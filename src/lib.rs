//! Cross-region replication and retention of RDS snapshots.
//!
//! Each run copies the latest automated snapshot of every configured database
//! instance and cluster from a source region into a target region, then
//! deletes the oldest manual snapshots in the target region beyond a
//! retention count. Runs are stateless; everything is read fresh from the
//! service each time.

#[cfg(feature = "aws-sdk")]
pub mod aws;
pub mod client;
pub mod config;
pub mod event;
pub mod observability;
pub mod replication;
pub mod secrets;
pub mod snapshot;

#[cfg(test)]
mod tests;
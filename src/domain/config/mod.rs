//! Configuration domain module

mod app_config;

pub use app_config::{AppConfig, WindowsConfig, DEFAULT_SOUND, DEFAULT_TIMEOUT_MS};
//! Hook event input from stdin

use std::io::IsTerminal;

use tokio::io::AsyncReadExt;

use crate::domain::HookEvent;

/// Read a hook event from stdin.
///
/// Returns `None` when stdin is a terminal, empty, unreadable or not a hook
/// event, so the caller can fall back to command-line arguments.
pub async fn read_hook_event() -> Option<HookEvent> {
    if std::io::stdin().is_terminal() {
        return None;
    }

    let mut raw = String::new();
    tokio::io::stdin().read_to_string(&mut raw).await.ok()?;
    HookEvent::from_json(&raw)
}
* * *
[Task] Every line in the data that holds "target" should be copied out.

[Task answer]
//! instance and cluster from a source region into a target region, then
//! deletes the oldest manual snapshots in the target region beyond a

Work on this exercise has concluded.